1. To start, you need to have your positions correctly graded within competitive market salary ranges. If you don’t have access to market data, then the performance measurement matrix will not work for you. However, if you have accurate market data, this tool will help you look at increases from both an internal and an external standpoint and ensure that you are rewarding high performance and paying competitively within the marketplace.

2. You will need to focus on actual pay, versus percentage points of increase. This means that you use the merit-based, pay-for-performance matrix, which has percentage points, as a salary increase template. At the same time, the ultimate focus needs to be, “What are the resulting pay points for each individual?” Percentages are critical, but it is very important that, as part of the exercise, your managers then take a look at the actual pay for each of the employees, and do a comparison based on their performance and contribution to the company. The performance measurement matrix will assist you there as a salary increase template, but, again, you want to make sure that the decision-making conversation is based on the actual resulting pay.

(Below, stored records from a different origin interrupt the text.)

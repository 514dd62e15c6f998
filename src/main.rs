//! Demo del pipeline completo en memoria: mutaciones de `dept` -> log ->
//! canal en vivo -> claim por batch -> confirmación.
//!
//! Con `--features pg_demo` y `DATABASE_URL` corre además la captura
//! transaccional contra Postgres.
use std::error::Error;
use std::sync::Arc;

use cdcflow::{BatchDispatcher, BatchId, BroadcastNotifier, ChangeCapture, EventPublisher, InMemoryDispatcher, InMemoryEventLog,
              RawRecord, TrackedEntityChange, TrackingRegistry};
use chrono::Utc;
use serde_json::json;
use tracing::{info, warn};

fn dept(deptno: &str, dname: &str, loc: &str) -> RawRecord {
    let mut row = RawRecord::new();
    row.insert("deptno".into(), json!(deptno));
    row.insert("dname".into(), json!(dname));
    row.insert("loc".into(), json!(loc));
    row
}

fn registry() -> TrackingRegistry { TrackingRegistry::new().track("dept", ["deptno", "dname", "loc"]) }

#[tokio::main]
async fn main() -> Result<(), Box<dyn Error>> {
    tracing_subscriber::fmt::init();

    let log = Arc::new(InMemoryEventLog::new());
    let notifier = Arc::new(BroadcastNotifier::default());
    let mut live = notifier.subscribe();
    let listener = tokio::spawn(async move {
        let mut seen = 0usize;
        while let Ok(n) = live.recv().await {
            info!(channel = %n.channel, message = %n.message, "live");
            seen += 1;
        }
        seen
    });

    let capture = ChangeCapture::new(registry(), EventPublisher::new(Arc::clone(&log), Arc::clone(&notifier)));
    let sales = dept("10", "SALES", "NEW YORK");
    let moved = dept("10", "SALES", "BOSTON");
    let changes = [TrackedEntityChange::create("10", sales.clone()),
                   TrackedEntityChange::update("10", sales.clone(), sales),
                   TrackedEntityChange::update("10", dept("10", "SALES", "NEW YORK"), moved.clone()),
                   TrackedEntityChange::delete("10", moved)];
    for change in &changes {
        let outcome = capture.on_mutation("dept", change, Utc::now())?;
        match outcome.entry() {
            Some(e) => info!(id = e.id, operation = %e.operation, "published"),
            None => info!(operation = %change.operation, "no tracked field changed"),
        }
    }
    drop(capture);
    drop(notifier);
    let seen = listener.await?;
    info!(seen, "live channel closed");

    let dispatcher = InMemoryDispatcher::new(Arc::clone(&log));
    let batch = BatchId::generate();
    for event in dispatcher.claim(10, &batch)? {
        println!("{}", serde_json::to_string(&event)?);
    }
    let done = dispatcher.mark_processed(&batch)?;
    info!(batch = %batch, done, "batch processed");
    if !dispatcher.claim(10, &BatchId::generate())?.is_empty() {
        warn!("processed events were handed out again");
    }

    #[cfg(feature = "pg_demo")]
    pg_demo::run()?;

    Ok(())
}

#[cfg(feature = "pg_demo")]
mod pg_demo {
    use std::error::Error;

    use cdcflow::persistence::{build_dev_pool_from_env, CdcConfig, PgBatchDispatcher, PgChangeCapture, PoolProvider};
    use cdcflow::{BatchDispatcher, BatchId, TrackedEntityChange};
    use tracing::info;

    pub fn run() -> Result<(), Box<dyn Error>> {
        let cfg = CdcConfig::from_env()?;
        let pool = build_dev_pool_from_env()?;
        let capture = PgChangeCapture::with_channel(super::registry(), cfg.channel.clone());
        let mut conn = pool.get()?;
        // Sin tabla de entidad: la mutación sólo produce el par before/after.
        let row = super::dept("20", "RESEARCH", "DALLAS");
        let outcome = capture.mutate(&mut conn, "dept", |_| Ok(TrackedEntityChange::create("20", row)))?;
        info!(event = ?outcome.entry().map(|e| e.id), "pg capture");

        let dispatcher = PgBatchDispatcher::new(PoolProvider { pool });
        let batch = BatchId::generate();
        let claimed = dispatcher.claim(cfg.claim_limit, &batch)?;
        info!(batch = %batch, claimed = claimed.len(), "pg claim");
        dispatcher.mark_processed(&batch)?;
        Ok(())
    }
}
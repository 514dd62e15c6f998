//! Registro de tracking: entidad -> lista ordenada de campos trackeados.
//!
//! Es configuración estática provista desde afuera; el núcleo no gestiona la
//! instalación del tracking, sólo lo consulta por llamada.
use indexmap::IndexMap;
use serde::{Deserialize, Serialize};

#[derive(Debug, Clone, Default, PartialEq, Eq, Serialize, Deserialize)]
#[serde(transparent)]
pub struct TrackingRegistry {
    entities: IndexMap<String, Vec<String>>,
}

impl TrackingRegistry {
    pub fn new() -> Self { Self::default() }

    /// Registra (o reemplaza) los campos trackeados de una entidad. Los
    /// duplicados se descartan conservando la primera aparición.
    pub fn track<I, S>(mut self, entity: impl Into<String>, fields: I) -> Self
        where I: IntoIterator<Item = S>,
              S: Into<String>
    {
        let mut list: Vec<String> = Vec::new();
        for f in fields {
            let f = f.into();
            if !list.contains(&f) {
                list.push(f);
            }
        }
        self.entities.insert(entity.into(), list);
        self
    }

    pub fn tracked_fields(&self, entity: &str) -> Option<&[String]> { self.entities.get(entity).map(Vec::as_slice) }

    pub fn entities(&self) -> impl Iterator<Item = &str> { self.entities.keys().map(String::as_str) }

    pub fn is_empty(&self) -> bool { self.entities.is_empty() }

    /// Carga desde JSON: `{"dept": ["deptno", "dname", "loc"]}`.
    pub fn from_json_str(s: &str) -> Result<Self, serde_json::Error> {
        let raw: IndexMap<String, Vec<String>> = serde_json::from_str(s)?;
        Ok(raw.into_iter().fold(Self::new(), |reg, (entity, fields)| reg.track(entity, fields)))
    }
}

3. Analyze your historical rating distribution and see if there is any reason that your ratings may shift in the future. Essentially, you should look at your process and look at your distribution of ratings so that, if you have three ratings, you understand how employees have been rated historically. Most companies do not have an equal distribution of ratings so to ensure that the budget works out you’ll need to understand the potential for the distribution of ratings across your organization. You will also want to take into account that rolling out this system may cause the distribution to shift, so it’s important to be mindful of how this can impact the budget.

4. Analyze the incumbent pay distribution by their placement in the market. Again, this comparison can be done using a market-centered pay range that you have in an established salary structure, or by simply comparing where your employees sit relative to the market data for their position. Now you are ready to analyze where your employees’ pay falls. Normally you would classify by three or four pay-for-performance categories.

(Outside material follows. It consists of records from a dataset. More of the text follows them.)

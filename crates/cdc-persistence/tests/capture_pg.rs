//! Captura dentro de la transacción de la mutación: atomicidad y best-effort
//! del canal en vivo.

use cdc_core::{CaptureError, CaptureOutcome, EventLog, NewEvent, Operation, RawRecord, TrackedEntityChange, TrackingRegistry};
use cdc_persistence::pg::{append_in_tx, notify_in_savepoint, PgChangeCapture, PgEventLog, PgPool};
use cdc_persistence::PersistenceError;
use chrono::Utc;
use diesel::pg::PgConnection;
use diesel::prelude::*;
use diesel::sql_types::{BigInt, Text};
use serde_json::json;
use test_support::{ensure_dept_table, provider, with_pool};
use uuid::Uuid;

#[derive(QueryableByName)]
struct Count {
    #[diesel(sql_type = BigInt)]
    n: i64,
}

fn raw(v: serde_json::Value) -> RawRecord { v.as_object().cloned().unwrap() }

fn capture_for(entity: &str) -> PgChangeCapture {
    PgChangeCapture::new(TrackingRegistry::new().track(entity, ["deptno", "dname", "loc"]))
}

fn events_for(conn: &mut PgConnection, entity: &str) -> i64 {
    diesel::sql_query("SELECT count(*) AS n FROM cdc_event_log WHERE entity_name = $1").bind::<Text, _>(entity)
                                                                                        .get_result::<Count>(conn)
                                                                                        .unwrap()
                                                                                        .n
}

fn dept_rows(conn: &mut PgConnection, deptno: &str) -> i64 {
    diesel::sql_query("SELECT count(*) AS n FROM cdc_test_dept WHERE deptno = $1").bind::<Text, _>(deptno)
                                                                                  .get_result::<Count>(conn)
                                                                                  .unwrap()
                                                                                  .n
}

fn insert_dept(conn: &mut PgConnection, deptno: &str, dname: &str, loc: &str) -> Result<(), PersistenceError> {
    diesel::sql_query("INSERT INTO cdc_test_dept (deptno, dname, loc) VALUES ($1, $2, $3)").bind::<Text, _>(deptno)
                                                                                           .bind::<Text, _>(dname)
                                                                                           .bind::<Text, _>(loc)
                                                                                           .execute(conn)?;
    Ok(())
}

fn setup(pool: &PgPool) -> (String, String) {
    ensure_dept_table(pool);
    (format!("dept_{}", Uuid::new_v4().simple()), Uuid::new_v4().to_string())
}

#[test]
fn mutation_and_event_commit_together() {
    with_pool(|pool| {
        let (entity, deptno) = setup(pool);
        let capture = capture_for(&entity);
        let mut conn = pool.get().expect("conn");

        let row = raw(json!({"deptno": deptno, "dname": "SALES", "loc": "NY"}));
        let outcome = capture.mutate(&mut conn, &entity, |tx| {
                                 insert_dept(tx, &deptno, "SALES", "NY")?;
                                 Ok(TrackedEntityChange::create(deptno.clone(), row.clone()))
                             })
                             .unwrap();
        let entry = outcome.entry().expect("published").clone();
        assert_eq!(entry.operation, Operation::Create);
        assert_eq!(entry.record_id, deptno);
        let payload = entry.change_payload().unwrap();
        assert_eq!(payload.new_values["loc"], Some("NY".to_string()));
        assert!(payload.old_values.is_none());

        // Update sin cambios en campos trackeados: ninguna fila nueva.
        let same = capture.mutate(&mut conn, &entity, |_| Ok(TrackedEntityChange::update(deptno.clone(), row.clone(), row.clone())))
                          .unwrap();
        assert_eq!(same, CaptureOutcome::NoChange);

        assert_eq!(dept_rows(&mut conn, &deptno), 1);
        assert_eq!(events_for(&mut conn, &entity), 1);
        let log = PgEventLog::new(provider(pool));
        assert_eq!(log.get(entry.id).unwrap(), Some(entry));
    });
}

#[test]
fn capture_failure_rolls_back_the_mutation() {
    with_pool(|pool| {
        let (entity, deptno) = setup(pool);
        let capture = capture_for(&entity);
        let mut conn = pool.get().expect("conn");

        let bad = raw(json!({"deptno": deptno, "dname": "SALES", "loc": ["NY", "BOSTON"]}));
        let err = capture.mutate(&mut conn, &entity, |tx| {
                             insert_dept(tx, &deptno, "SALES", "NY")?;
                             Ok(TrackedEntityChange::create(deptno.clone(), bad))
                         })
                         .unwrap_err();
        assert!(matches!(err, CaptureError::Serialization { ref field, .. } if field == "loc"), "{err:?}");
        assert_eq!(dept_rows(&mut conn, &deptno), 0);
        assert_eq!(events_for(&mut conn, &entity), 0);
    });
}

#[test]
fn unregistered_entity_aborts_the_mutation() {
    with_pool(|pool| {
        let (entity, deptno) = setup(pool);
        let capture = capture_for("some_other_entity");
        let mut conn = pool.get().expect("conn");
        let err = capture.mutate(&mut conn, &entity, |tx| {
                             insert_dept(tx, &deptno, "OPS", "DALLAS")?;
                             Ok(TrackedEntityChange::create(deptno.clone(), raw(json!({"deptno": deptno}))))
                         })
                         .unwrap_err();
        assert_eq!(err, CaptureError::UnregisteredEntity(entity.clone()));
        assert_eq!(dept_rows(&mut conn, &deptno), 0);
    });
}

#[test]
fn mutation_errors_surface_as_durability_failures() {
    with_pool(|pool| {
        let (entity, deptno) = setup(pool);
        let capture = capture_for(&entity);
        let mut conn = pool.get().expect("conn");
        insert_dept(&mut conn, &deptno, "SALES", "NY").unwrap();
        let err = capture.mutate(&mut conn, &entity, |tx| {
                             insert_dept(tx, &deptno, "SALES", "NY")?;
                             Ok(TrackedEntityChange::create(deptno.clone(), raw(json!({"deptno": deptno}))))
                         })
                         .unwrap_err();
        assert!(matches!(err, CaptureError::Durability(_)), "{err:?}");
        assert_eq!(events_for(&mut conn, &entity), 0);
    });
}

#[test]
fn broadcast_failure_keeps_the_durable_event() {
    with_pool(|pool| {
        let (entity, deptno) = setup(pool);
        // pg_notify rechaza un canal vacío.
        let capture = PgChangeCapture::with_channel(TrackingRegistry::new().track(&entity, ["deptno", "loc"]), "");
        let mut conn = pool.get().expect("conn");
        let outcome = capture.mutate(&mut conn, &entity, |tx| {
                                 insert_dept(tx, &deptno, "SALES", "NY")?;
                                 Ok(TrackedEntityChange::create(deptno.clone(), raw(json!({"deptno": deptno, "loc": "NY"}))))
                             })
                             .unwrap();
        assert!(outcome.entry().is_some());
        assert_eq!(dept_rows(&mut conn, &deptno), 1);
        assert_eq!(events_for(&mut conn, &entity), 1);
    });
}

#[test]
fn failed_notify_leaves_the_transaction_usable() {
    with_pool(|pool| {
        let entity = format!("dept_{}", Uuid::new_v4().simple());
        let mut conn = pool.get().expect("conn");
        let payload = cdc_core::ChangePayload { new_values: [("loc".to_string(), Some("NY".to_string()))].into_iter().collect(),
                                                old_values: None };
        conn.transaction::<_, PersistenceError, _>(|tx| {
                let ev = NewEvent::new(&entity, Operation::Create, &payload, "10", Utc::now())?;
                let entry = append_in_tx(tx, &ev)?;
                assert!(notify_in_savepoint(tx, "", "{}").is_err());
                notify_in_savepoint(tx, "cdc_events", &entry.live_message()?)?;
                Ok(())
            })
            .unwrap();
        assert_eq!(events_for(&mut conn, &entity), 1);
    });
}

How to Create a Merit-Based Performance Matrix

The first thing to do when creating a merit matrix is to understand where your employees fall by performance. The second thing is to take a look at where your employees fall by compa-ratio (or market-ratio). Once you have these bits of information you know how your population is situated on the matrix you’ve created. Next is to calculate the potential increase per employee based upon current salary and position on the matrix. After this mathematical exercise, you must decide how to reconcile these numbers with your overall budget, ensuring you stay within your limits.

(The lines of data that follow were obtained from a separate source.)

//! Representación textual de valores para comparación.
//!
//! El núcleo compara valores como texto opaco: no hay comparación numérica ni
//! por tipo. Los valores estructurados (arrays/objetos) se comparan por su
//! JSON canónico (claves ordenadas) para que reescribir el mismo documento
//! con otro orden de claves no cuente como cambio.

use serde_json::Value;
use std::collections::BTreeMap;

/// Texto de un valor para el chequeo de igualdad. `null` no tiene texto
/// (`None`), lo que lo distingue de la cadena vacía.
pub fn text_of(value: &Value) -> Option<String> {
    match value {
        Value::Null => None,
        Value::String(s) => Some(s.clone()),
        Value::Bool(b) => Some(b.to_string()),
        Value::Number(n) => Some(n.to_string()),
        Value::Array(_) | Value::Object(_) => Some(to_canonical_json(value)),
    }
}

/// JSON canónico mínimo: objetos con claves ordenadas, sin espacios.
pub fn to_canonical_json(value: &Value) -> String {
    match value {
        Value::Null => "null".to_string(),
        Value::Bool(b) => b.to_string(),
        Value::Number(n) => n.to_string(),
        Value::String(_) => value.to_string(),
        Value::Array(arr) => {
            let items: Vec<String> = arr.iter().map(to_canonical_json).collect();
            format!("[{}]", items.join(","))
        }
        Value::Object(map) => {
            let tree: BTreeMap<&String, String> = map.iter().map(|(k, v)| (k, to_canonical_json(v))).collect();
            let items: Vec<String> = tree.into_iter()
                                         .map(|(k, v)| format!("{}:{}", Value::from(k.as_str()), v))
                                         .collect();
            format!("{{{}}}", items.join(","))
        }
    }
}
//! Dispatcher Postgres sobre `cdc_execution`.
//!
//! Exclusividad del claim:
//! - `FOR UPDATE OF e SKIP LOCKED` evita que dos claims concurrentes vean los
//!   mismos candidatos;
//! - la restricción UNIQUE sobre `cdc_execution.event_id` con
//!   `ON CONFLICT DO NOTHING` descarta cualquier candidato que otro batch
//!   haya alcanzado a insertar. Perder la carrera sólo achica el resultado.
use cdc_core::{BatchDispatcher, BatchId, EventLogEntry, ExecutionQuery, ExecutionRecord, StaleBatch, StoreError};
use chrono::{DateTime, Utc};
use diesel::dsl::{count_star, min};
use diesel::prelude::*;
use diesel::sql_types::{BigInt, Text, Timestamptz};
use log::{debug, info};

use super::event_log::{rows_to_entries, EventRow};
use super::{sql_limit, with_retry, with_write_retry, ConnectionProvider};
use crate::error::PersistenceError;
use crate::schema::cdc_execution;

const CLAIM_SQL: &str = r#"
WITH candidates AS (
    SELECT e.id
      FROM cdc_event_log e
     WHERE NOT EXISTS (SELECT 1 FROM cdc_execution x WHERE x.event_id = e.id)
     ORDER BY e.id
     LIMIT $1
       FOR UPDATE OF e SKIP LOCKED
), claimed AS (
    INSERT INTO cdc_execution (batch_id, event_id, processed, created_at, modified_at)
    SELECT $2, c.id, false, $3, $3 FROM candidates c
    ON CONFLICT (event_id) DO NOTHING
    RETURNING event_id
)
SELECT e.id, e.entity_name, e.operation, e.payload, e.record_id, e.created_at
  FROM cdc_event_log e
  JOIN claimed c ON c.event_id = e.id
 ORDER BY e.id
"#;

#[derive(Queryable, Selectable, Debug)]
#[diesel(table_name = cdc_execution)]
#[diesel(check_for_backend(diesel::pg::Pg))]
struct ExecutionRow {
    id: i64,
    batch_id: String,
    event_id: i64,
    processed: bool,
    created_at: DateTime<Utc>,
    modified_at: DateTime<Utc>,
}

impl TryFrom<ExecutionRow> for ExecutionRecord {
    type Error = PersistenceError;

    fn try_from(row: ExecutionRow) -> Result<Self, Self::Error> {
        let batch_id = BatchId::new(row.batch_id).map_err(|e| PersistenceError::Unknown(format!("execution {}: {e}", row.id)))?;
        Ok(ExecutionRecord { id: row.id as u64,
                             processed: row.processed,
                             batch_id,
                             event_id: row.event_id as u64,
                             created_at: row.created_at,
                             modified_at: row.modified_at })
    }
}

pub struct PgBatchDispatcher<P: ConnectionProvider> {
    pub provider: P,
}

impl<P: ConnectionProvider> PgBatchDispatcher<P> {
    pub fn new(provider: P) -> Self { Self { provider } }
}

impl<P: ConnectionProvider> BatchDispatcher for PgBatchDispatcher<P> {
    fn claim(&self, limit: usize, batch_id: &BatchId) -> Result<Vec<EventLogEntry>, StoreError> {
        if limit == 0 {
            return Ok(Vec::new());
        }
        debug!("claim:start batch={batch_id} limit={limit}");
        // Un commit ambiguo no se repite: los eventos que hubiera tomado quedan
        // a nombre del batch y vuelven con `abandon`.
        let rows: Vec<EventRow> = with_write_retry(|| {
            let mut conn = with_retry(|| self.provider.connection())?;
            conn.build_transaction().read_write().run(|tx| {
                                                     diesel::sql_query(CLAIM_SQL).bind::<BigInt, _>(sql_limit(limit))
                                                                                 .bind::<Text, _>(batch_id.as_str())
                                                                                 .bind::<Timestamptz, _>(Utc::now())
                                                                                 .load::<EventRow>(tx)
                                                                                 .map_err(PersistenceError::from)
                                                 })
        })?;
        let entries = rows_to_entries(rows)?;
        info!("claim batch={batch_id} claimed={}", entries.len());
        Ok(entries)
    }

    fn mark_processed(&self, batch_id: &BatchId) -> Result<usize, StoreError> {
        let updated = with_write_retry(|| {
            let mut conn = with_retry(|| self.provider.connection())?;
            diesel::update(cdc_execution::table.filter(cdc_execution::batch_id.eq(batch_id.as_str()))
                                               .filter(cdc_execution::processed.eq(false)))
                .set((cdc_execution::processed.eq(true), cdc_execution::modified_at.eq(Utc::now())))
                .execute(&mut conn)
                .map_err(PersistenceError::from)
        })?;
        info!("mark_processed batch={batch_id} updated={updated}");
        Ok(updated)
    }

    fn abandon(&self, batch_id: Option<&BatchId>, older_than: DateTime<Utc>) -> Result<usize, StoreError> {
        let released = with_write_retry(|| {
            let mut conn = with_retry(|| self.provider.connection())?;
            let stale = cdc_execution::table.filter(cdc_execution::processed.eq(false))
                                            .filter(cdc_execution::modified_at.lt(older_than));
            let deleted = match batch_id {
                Some(b) => diesel::delete(stale.filter(cdc_execution::batch_id.eq(b.as_str()))).execute(&mut conn),
                None => diesel::delete(stale).execute(&mut conn),
            };
            deleted.map_err(PersistenceError::from)
        })?;
        info!("abandon batch={} released={released}", batch_id.map_or("*", BatchId::as_str));
        Ok(released)
    }

    fn executions(&self, query: &ExecutionQuery) -> Result<Vec<ExecutionRecord>, StoreError> {
        let rows: Vec<ExecutionRow> = with_retry(|| {
            let mut conn = self.provider.connection()?;
            let mut q = cdc_execution::table.select(ExecutionRow::as_select())
                                            .order(cdc_execution::id.asc())
                                            .into_boxed();
            if let Some(b) = &query.batch_id {
                q = q.filter(cdc_execution::batch_id.eq(b.as_str().to_string()));
            }
            if let Some(p) = query.processed {
                q = q.filter(cdc_execution::processed.eq(p));
            }
            if let Some(t) = query.modified_before {
                q = q.filter(cdc_execution::modified_at.lt(t));
            }
            q.load(&mut conn).map_err(PersistenceError::from)
        })?;
        let records = rows.into_iter()
                          .map(ExecutionRecord::try_from)
                          .collect::<Result<Vec<_>, _>>()?;
        Ok(records)
    }

    fn stale_batches(&self, older_than: DateTime<Utc>) -> Result<Vec<StaleBatch>, StoreError> {
        let groups: Vec<(String, i64, Option<DateTime<Utc>>)> = with_retry(|| {
            let mut conn = self.provider.connection()?;
            cdc_execution::table.filter(cdc_execution::processed.eq(false))
                                .filter(cdc_execution::modified_at.lt(older_than))
                                .group_by(cdc_execution::batch_id)
                                .select((cdc_execution::batch_id, count_star(), min(cdc_execution::modified_at)))
                                .order(cdc_execution::batch_id.asc())
                                .load(&mut conn)
                                .map_err(PersistenceError::from)
        })?;
        let mut out = Vec::with_capacity(groups.len());
        for (batch, pending, oldest) in groups {
            let Some(oldest_modified_at) = oldest else { continue };
            out.push(StaleBatch { batch_id: BatchId::new(batch)?, pending: pending as usize, oldest_modified_at });
        }
        Ok(out)
    }
}
//! scansession - camera barcode scan sessions
//!
//! Drives one barcode scan from camera selection to a single decoded result,
//! and guarantees the camera is switched off however the attempt ends:
//! match, user stop, permission denial, device removal, or the owner going
//! away mid-acquisition.
//!
//! # Components
//!
//! - **Device selection** ([`DeviceSelector`]): prefers a rear camera by
//!   label, falls back to the first device, then to a facing-mode hint.
//! - **Stream control** ([`StreamController`]): acquires and releases the
//!   camera stream, stopping every track.
//! - **Decode loop** ([`DecodeLoop`]): feeds frames to the external
//!   [`FrameDecoder`] at a fixed pace.
//! - **Session** ([`ScanSession`]): the state machine tying them together.
//!
//! The platform camera and barcode decoder are collaborators behind the
//! [`MediaDevices`], [`RenderSurface`] and [`FrameDecoder`] traits. The
//! [`sim`] module provides an in-process implementation of all three.
//!
//! # Example
//!
//! ```rust,no_run
//! use std::sync::Arc;
//! use scansession::sim::{ScriptedDecoder, SimCamera};
//! use scansession::{NoopObserver, NullSurface, ScanSession, ScanState};
//!
//! # async fn demo() {
//! let session = ScanSession::new(
//!     &scanconf::ScanConfig::default(),
//!     Arc::new(SimCamera::new()),
//!     Arc::new(ScriptedDecoder::code_after(3, "FE001")),
//!     Arc::new(NullSurface),
//!     Arc::new(NoopObserver),
//! );
//!
//! session.start().expect("no attempt running yet");
//! assert_eq!(session.settled().await, ScanState::Matched);
//! assert_eq!(session.result().unwrap().text, "FE001");
//! # }
//! ```

pub mod decode;
pub mod device;
pub mod error;
pub mod media;
pub mod session;
pub mod sim;
pub mod stream;

pub use decode::{DecodeError, DecodeEvent, DecodeLoop, DecodedResult, FrameDecoder};
pub use device::{CameraSelector, DeviceSelector, VideoInputDevice};
pub use error::{ScanError, ScanErrorKind};
pub use media::{
    FacingMode, MediaConstraints, MediaDevices, MediaError, MediaStream, MediaTrack, NullSurface,
    RenderSurface,
};
pub use session::{NoopObserver, ScanObserver, ScanSession, ScanState, SessionSettings};
pub use stream::StreamController;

An important point is that you may end up with different matrices for different populations. For example, many organizations have a performance measurement matrix for their salaried/professional population, another for their hourly/entry-level population. You need to take a look at your own organization and figure out what makes the most sense. Keep in mind the need for accountability. Even though the pay-for-performance matrix provides a salary increase template, you must establish a merit budget and that will be your ultimate limit. Therefore, no matter what your matrix shows, managers will not be able to exceed the budget without extraordinary authorization.

Chart-merit-based-performance-matrix 

 The top left shows those high-performers at your organization who are currently greatly under-compensated in comparison to the marketplace. Your goal should be to bring their pay up to market standards as quickly as possible. Moving to the right, you can see that you still want to improve the wages of those who are making a little closer to the going market rate, but at a slower pace. Something to notice is that, on the bottom of the graph, those employees in the “needs improvement” category are suggested for no increase at all. It is important in this economic climate that these workers are aware of the severity of budget constrictions so that they will be motivated to make the needed changes. There is no reason to take money away from high-performers to give to this population.

Looking at those in the middle or “Meets Expectations” category, the distribution is typically in a bell-shaped curve, so this is where the majority of folks fit in. The thing to notice about this matrix is that, for a lot of employees in this middle range, there is going to be no increase recommended. That means that your managers are going to be put in a position where they are unable to offer a salary increase to employees who are performing perfectly satisfactorily, and that requires training to avoid potential problems. The manager will need to understand that it is simply because that person is already well-paid against the market, and that the possibility for further performance improvement exists and should be encouraged.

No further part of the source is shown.